Aim of the task: Set out exactly every line of the entries below, starting at the line that holds "sign(yⱼ)·max(0, |yⱼ| −" and stopping after the line that holds "assert_abs_diff_eq!(y[1], 3.2, epsilon".

Data to examine:
----
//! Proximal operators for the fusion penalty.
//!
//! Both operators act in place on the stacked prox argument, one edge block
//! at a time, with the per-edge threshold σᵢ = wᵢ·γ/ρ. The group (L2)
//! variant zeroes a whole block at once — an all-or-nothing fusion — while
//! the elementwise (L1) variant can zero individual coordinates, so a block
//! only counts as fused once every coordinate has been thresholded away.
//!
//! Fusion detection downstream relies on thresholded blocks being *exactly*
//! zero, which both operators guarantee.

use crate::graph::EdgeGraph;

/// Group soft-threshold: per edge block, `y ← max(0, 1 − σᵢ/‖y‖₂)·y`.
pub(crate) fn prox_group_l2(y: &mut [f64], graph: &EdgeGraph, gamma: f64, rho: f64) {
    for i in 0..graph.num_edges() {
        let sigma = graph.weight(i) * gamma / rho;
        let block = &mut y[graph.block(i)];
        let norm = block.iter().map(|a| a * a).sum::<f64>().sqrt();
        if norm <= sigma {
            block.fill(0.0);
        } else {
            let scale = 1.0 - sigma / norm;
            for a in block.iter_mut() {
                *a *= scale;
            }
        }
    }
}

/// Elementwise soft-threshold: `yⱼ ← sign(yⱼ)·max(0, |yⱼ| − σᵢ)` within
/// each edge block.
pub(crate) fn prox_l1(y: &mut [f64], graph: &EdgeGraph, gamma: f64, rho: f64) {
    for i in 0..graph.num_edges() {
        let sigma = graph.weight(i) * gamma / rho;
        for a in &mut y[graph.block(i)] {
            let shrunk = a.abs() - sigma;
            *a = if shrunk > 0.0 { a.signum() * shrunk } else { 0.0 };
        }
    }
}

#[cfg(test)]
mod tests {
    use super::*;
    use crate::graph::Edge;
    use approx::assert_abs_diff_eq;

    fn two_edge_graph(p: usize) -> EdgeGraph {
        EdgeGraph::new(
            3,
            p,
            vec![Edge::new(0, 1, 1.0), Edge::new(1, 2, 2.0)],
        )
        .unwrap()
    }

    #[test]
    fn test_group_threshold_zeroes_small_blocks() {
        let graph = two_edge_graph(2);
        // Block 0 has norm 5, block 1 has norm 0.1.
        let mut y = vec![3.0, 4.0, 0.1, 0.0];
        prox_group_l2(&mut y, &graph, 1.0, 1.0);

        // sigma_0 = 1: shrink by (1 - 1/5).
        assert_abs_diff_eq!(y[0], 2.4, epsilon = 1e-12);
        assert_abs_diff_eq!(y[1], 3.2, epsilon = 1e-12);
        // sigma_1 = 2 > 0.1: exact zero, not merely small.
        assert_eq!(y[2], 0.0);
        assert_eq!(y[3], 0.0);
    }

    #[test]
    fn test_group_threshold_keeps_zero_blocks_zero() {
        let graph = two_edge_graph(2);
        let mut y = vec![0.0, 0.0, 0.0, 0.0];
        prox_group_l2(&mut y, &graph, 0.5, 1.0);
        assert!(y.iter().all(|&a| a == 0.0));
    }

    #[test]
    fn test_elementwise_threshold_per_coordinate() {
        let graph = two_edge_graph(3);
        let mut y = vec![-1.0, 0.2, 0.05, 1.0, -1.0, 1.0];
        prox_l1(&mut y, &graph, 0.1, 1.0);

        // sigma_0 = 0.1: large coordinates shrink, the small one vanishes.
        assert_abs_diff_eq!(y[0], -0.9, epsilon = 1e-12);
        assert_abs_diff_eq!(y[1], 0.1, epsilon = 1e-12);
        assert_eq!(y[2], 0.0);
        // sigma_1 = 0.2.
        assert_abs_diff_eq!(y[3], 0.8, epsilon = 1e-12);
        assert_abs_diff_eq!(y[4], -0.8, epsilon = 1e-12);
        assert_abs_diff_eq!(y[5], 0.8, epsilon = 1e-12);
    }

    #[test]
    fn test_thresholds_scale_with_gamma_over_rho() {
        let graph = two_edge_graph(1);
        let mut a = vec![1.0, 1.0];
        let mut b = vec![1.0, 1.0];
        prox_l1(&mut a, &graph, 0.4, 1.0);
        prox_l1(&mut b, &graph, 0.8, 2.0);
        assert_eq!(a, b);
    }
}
----
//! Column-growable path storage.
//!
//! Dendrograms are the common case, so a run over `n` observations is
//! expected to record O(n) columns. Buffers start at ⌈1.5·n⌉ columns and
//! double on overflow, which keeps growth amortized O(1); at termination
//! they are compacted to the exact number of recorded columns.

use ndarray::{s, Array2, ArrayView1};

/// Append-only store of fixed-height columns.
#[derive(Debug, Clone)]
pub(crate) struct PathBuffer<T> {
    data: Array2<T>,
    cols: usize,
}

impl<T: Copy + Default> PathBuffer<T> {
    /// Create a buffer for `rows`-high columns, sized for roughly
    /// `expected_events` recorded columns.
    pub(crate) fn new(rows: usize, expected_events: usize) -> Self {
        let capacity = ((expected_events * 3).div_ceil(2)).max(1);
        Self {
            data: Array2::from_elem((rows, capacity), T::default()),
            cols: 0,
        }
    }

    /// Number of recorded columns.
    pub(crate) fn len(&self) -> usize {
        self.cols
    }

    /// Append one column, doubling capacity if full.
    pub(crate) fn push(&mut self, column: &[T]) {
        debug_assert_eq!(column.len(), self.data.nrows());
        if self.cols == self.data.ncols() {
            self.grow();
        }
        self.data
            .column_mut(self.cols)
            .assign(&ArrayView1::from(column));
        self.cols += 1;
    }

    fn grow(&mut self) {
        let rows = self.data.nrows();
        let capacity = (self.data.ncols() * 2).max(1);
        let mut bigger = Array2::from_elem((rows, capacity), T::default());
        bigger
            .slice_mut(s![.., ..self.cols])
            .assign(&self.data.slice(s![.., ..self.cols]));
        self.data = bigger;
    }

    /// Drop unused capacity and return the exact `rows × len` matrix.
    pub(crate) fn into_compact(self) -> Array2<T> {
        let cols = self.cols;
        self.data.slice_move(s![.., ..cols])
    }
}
----
Your response:
/// Elementwise soft-threshold: `yⱼ ← sign(yⱼ)·max(0, |yⱼ| − σᵢ)` within
/// each edge block.
pub(crate) fn prox_l1(y: &mut [f64], graph: &EdgeGraph, gamma: f64, rho: f64) {
    for i in 0..graph.num_edges() {
        let sigma = graph.weight(i) * gamma / rho;
        for a in &mut y[graph.block(i)] {
            let shrunk = a.abs() - sigma;
            *a = if shrunk > 0.0 { a.signum() * shrunk } else { 0.0 };
        }
    }
}

#[cfg(test)]
mod tests {
    use super::*;
    use crate::graph::Edge;
    use approx::assert_abs_diff_eq;

    fn two_edge_graph(p: usize) -> EdgeGraph {
        EdgeGraph::new(
            3,
            p,
            vec![Edge::new(0, 1, 1.0), Edge::new(1, 2, 2.0)],
        )
        .unwrap()
    }

    #[test]
    fn test_group_threshold_zeroes_small_blocks() {
        let graph = two_edge_graph(2);
        // Block 0 has norm 5, block 1 has norm 0.1.
        let mut y = vec![3.0, 4.0, 0.1, 0.0];
        prox_group_l2(&mut y, &graph, 1.0, 1.0);

        // sigma_0 = 1: shrink by (1 - 1/5).
        assert_abs_diff_eq!(y[0], 2.4, epsilon = 1e-12);
        assert_abs_diff_eq!(y[1], 3.2, epsilon = 1e-12);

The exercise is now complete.